Understanding Steel Corrosion: Surface Chemistry and Defects Explored Through DFT Modelling—A Review
Heshani Balasooriya, Chunqing Li, Feng Wang
Abstract
Corrosion poses a critical challenge to the durability and performance of metals and alloys, particularly steel, with significant economic, environmental, and safety implications. The corrosion susceptibility of steel is influenced by aggressive chemical species, intrinsic material defects, and environmental factors. Understanding the atomic-scale mechanisms governing corrosion is essential for developing advanced corrosion-resistant materials.
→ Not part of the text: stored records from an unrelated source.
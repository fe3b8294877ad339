//! Migrator registering entity-specific migrations in dependency order.
//! Indexes are applied last.
pub use sea_orm_migration::prelude::*;

mod m20241121_000001_create_debt_recovery_company;
mod m20241121_000002_create_service_type;
mod m20241121_000003_create_company_owned_services;
mod m20241121_000004_create_rtom;
mod m20241121_000005_create_recovery_officer;
mod m20241121_000006_create_recovery_officer_rtoms;
mod m20241121_000007_add_indexes;

pub struct Migrator;

#[async_trait::async_trait]
impl MigratorTrait for Migrator {
    fn migrations() -> Vec<Box<dyn MigrationTrait>> {
        vec![
            Box::new(m20241121_000001_create_debt_recovery_company::Migration),
            Box::new(m20241121_000002_create_service_type::Migration),
            Box::new(m20241121_000003_create_company_owned_services::Migration),
            Box::new(m20241121_000004_create_rtom::Migration),
            Box::new(m20241121_000005_create_recovery_officer::Migration),
            Box::new(m20241121_000006_create_recovery_officer_rtoms::Migration),
            // Indexes should always be applied last
            Box::new(m20241121_000007_add_indexes::Migration),
        ]
    }
}
use axum::extract::State;
use axum::http::StatusCode;
use axum::response::{IntoResponse, Response};
use axum::Json;
use serde::Deserialize;
use serde_json::json;
use utoipa::ToSchema;

use service::sequence;

use crate::AppState;

#[derive(Debug, Deserialize, ToSchema)]
pub struct SequenceRequest {
    pub collection_name: Option<String>,
}

#[utoipa::path(post, path = "/sequence/Document_Sequence", tag = "sequence",
    request_body = SequenceRequest,
    responses((status = 200, description = "OK"), (status = 404, description = "Unknown collection")))]
pub async fn document_sequence(
    State(state): State<AppState>,
    Json(body): Json<SequenceRequest>,
) -> Response {
    // This endpoint uses a singular `error` key; kept as the clients expect.
    let Some(collection_name) = body.collection_name.filter(|s| !s.trim().is_empty()) else {
        return (
            StatusCode::BAD_REQUEST,
            Json(json!({
                "status": "error",
                "message": "Failed to retrieve next sequence details.",
                "error": { "code": 400, "description": "collection_name is required." }
            })),
        )
            .into_response();
    };

    match sequence::next_for_collection(state.documents.as_ref(), &collection_name).await {
        Ok(Some(value)) => (
            StatusCode::OK,
            Json(json!({
                "status": "success",
                "message": "Successfully retrieved next sequence value.",
                "data": { "sequence": value }
            })),
        )
            .into_response(),
        Ok(None) => (
            StatusCode::NOT_FOUND,
            Json(json!({
                "status": "not found",
                "message": "Unknown collection or sequence name.",
                "data": { "sequence": -1 }
            })),
        )
            .into_response(),
        Err(err) => (
            StatusCode::INTERNAL_SERVER_ERROR,
            Json(json!({
                "status": "error",
                "message": "An error occurred while retrieving the next sequence value.",
                "error": err.description(),
            })),
        )
            .into_response(),
    }
}
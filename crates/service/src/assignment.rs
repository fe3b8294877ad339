//! DRC↔service assignment toggling. Relational-only: the document store
//! carries no assignment collection.
//!
//! Per (drc_id, service_id) pair: no row → insert Active; Inactive row →
//! flip it back in place; Active row → conflict. Removal flips Active to
//! Inactive. Rows are never deleted.

use chrono::Utc;
use sea_orm::sea_query::Expr;
use sea_orm::{ColumnTrait, DatabaseConnection, EntityTrait, NotSet, QueryFilter, Set};

use models::company_owned_services;
use models::status::AssignmentStatus;

use crate::errors::ServiceError;
use crate::require_relational;

#[derive(Debug, PartialEq, Eq)]
pub enum AssignmentOutcome {
    /// A new row was inserted with this id.
    Created { id: i64 },
    /// An existing Inactive row was flipped back to Active.
    Reactivated,
}

pub async fn assign_service_to_drc(
    db: Option<&DatabaseConnection>,
    drc_id: i64,
    service_id: i64,
) -> Result<AssignmentOutcome, ServiceError> {
    let db = require_relational(db)?;

    let existing = company_owned_services::Entity::find()
        .filter(company_owned_services::Column::DrcId.eq(drc_id))
        .filter(company_owned_services::Column::ServiceId.eq(service_id))
        .one(db)
        .await?;

    match existing {
        Some(row) if row.assignment_status == AssignmentStatus::Active => Err(
            ServiceError::Conflict("An active service already exists for this company.".into()),
        ),
        Some(row) => {
            company_owned_services::Entity::update_many()
                .col_expr(
                    company_owned_services::Column::AssignmentStatus,
                    Expr::value(AssignmentStatus::Active),
                )
                .col_expr(company_owned_services::Column::ChangedBy, Expr::value("Admin"))
                .col_expr(company_owned_services::Column::ChangedAt, Expr::value(Utc::now()))
                .filter(company_owned_services::Column::Id.eq(row.id))
                .exec(db)
                .await?;
            Ok(AssignmentOutcome::Reactivated)
        }
        None => {
            let now = Utc::now();
            let am = company_owned_services::ActiveModel {
                id: NotSet,
                drc_id: Set(drc_id),
                service_id: Set(service_id),
                assignment_status: Set(AssignmentStatus::Active),
                created_by: Set("Admin".to_string()),
                created_at: Set(now),
                changed_by: Set("Admin".to_string()),
                changed_at: Set(now),
            };
            let res = company_owned_services::Entity::insert(am).exec(db).await?;
            Ok(AssignmentOutcome::Created { id: res.last_insert_id })
        }
    }
}

pub async fn remove_service_from_drc(
    db: Option<&DatabaseConnection>,
    drc_id: i64,
    service_id: i64,
) -> Result<(), ServiceError> {
    let db = require_relational(db)?;

    let active = company_owned_services::Entity::find()
        .filter(company_owned_services::Column::DrcId.eq(drc_id))
        .filter(company_owned_services::Column::ServiceId.eq(service_id))
        .filter(company_owned_services::Column::AssignmentStatus.eq(AssignmentStatus::Active))
        .one(db)
        .await?;
    if active.is_none() {
        return Err(ServiceError::not_found(
            "No active service found for the specified DRC and Service ID.",
        ));
    }

    let res = company_owned_services::Entity::update_many()
        .col_expr(
            company_owned_services::Column::AssignmentStatus,
            Expr::value(AssignmentStatus::Inactive),
        )
        .col_expr(company_owned_services::Column::ChangedBy, Expr::value("Admin"))
        .col_expr(company_owned_services::Column::ChangedAt, Expr::value(Utc::now()))
        .filter(company_owned_services::Column::DrcId.eq(drc_id))
        .filter(company_owned_services::Column::ServiceId.eq(service_id))
        .exec(db)
        .await?;
    if res.rows_affected == 0 {
        return Err(ServiceError::not_found("No matching service found to update."));
    }

    Ok(())
}
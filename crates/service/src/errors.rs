use thiserror::Error;

/// Which datastore a not-found refers to. Status changes update the
/// relational store first, so a document-side miss means the stores have
/// already diverged and the message must say which copy is missing.
#[derive(Debug, Clone, Copy, PartialEq, Eq)]
pub enum StoreSide {
    Relational,
    Document,
}

#[derive(Debug, Error)]
pub enum ServiceError {
    #[error("validation error: {0}")]
    Validation(String),
    #[error("not found ({store:?}): {message}")]
    NotFound { store: StoreSide, message: String },
    #[error("conflict: {0}")]
    Conflict(String),
    #[error("dependency error: {0}")]
    Dependency(String),
    #[error("sequence generation failed: {0}")]
    SequenceGeneration(String),
}

impl ServiceError {
    pub fn not_found(message: impl Into<String>) -> Self {
        Self::NotFound { store: StoreSide::Relational, message: message.into() }
    }

    pub fn not_found_in_documents(message: impl Into<String>) -> Self {
        Self::NotFound { store: StoreSide::Document, message: message.into() }
    }

    /// The human-readable part, without the variant prefix; handlers put it
    /// in the envelope's `errors.description`.
    pub fn description(&self) -> &str {
        match self {
            Self::Validation(s)
            | Self::Conflict(s)
            | Self::Dependency(s)
            | Self::SequenceGeneration(s) => s,
            Self::NotFound { message, .. } => message,
        }
    }
}

impl From<crate::storage::StorageError> for ServiceError {
    fn from(err: crate::storage::StorageError) -> Self {
        Self::Dependency(err.to_string())
    }
}

impl From<sea_orm::DbErr> for ServiceError {
    fn from(err: sea_orm::DbErr) -> Self {
        Self::Dependency(err.to_string())
    }
}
Density functional theory (DFT) has become a powerful computational tool for investigating these mechanisms, providing insight into the adsorption, diffusion, and reaction of corrosive species on iron surfaces, the formation and stability of metal oxides, and the influence of defects such as vacancies and grain boundaries in localised corrosion. This review presents a comprehensive analysis of recent DFT-based studies on iron and steel surfaces, emphasising the role of solvation effects and van der Waals corrections in improving model accuracy. It also explores defect-driven corrosion mechanisms and the formation of protective and reactive oxide layers under varying oxygen coverages. By establishing accurate DFT modelling approaches, this review provides up-to-date literature insights that support future integration with machine learning and multiscale modelling techniques, enabling reliable atomic-scale predictions.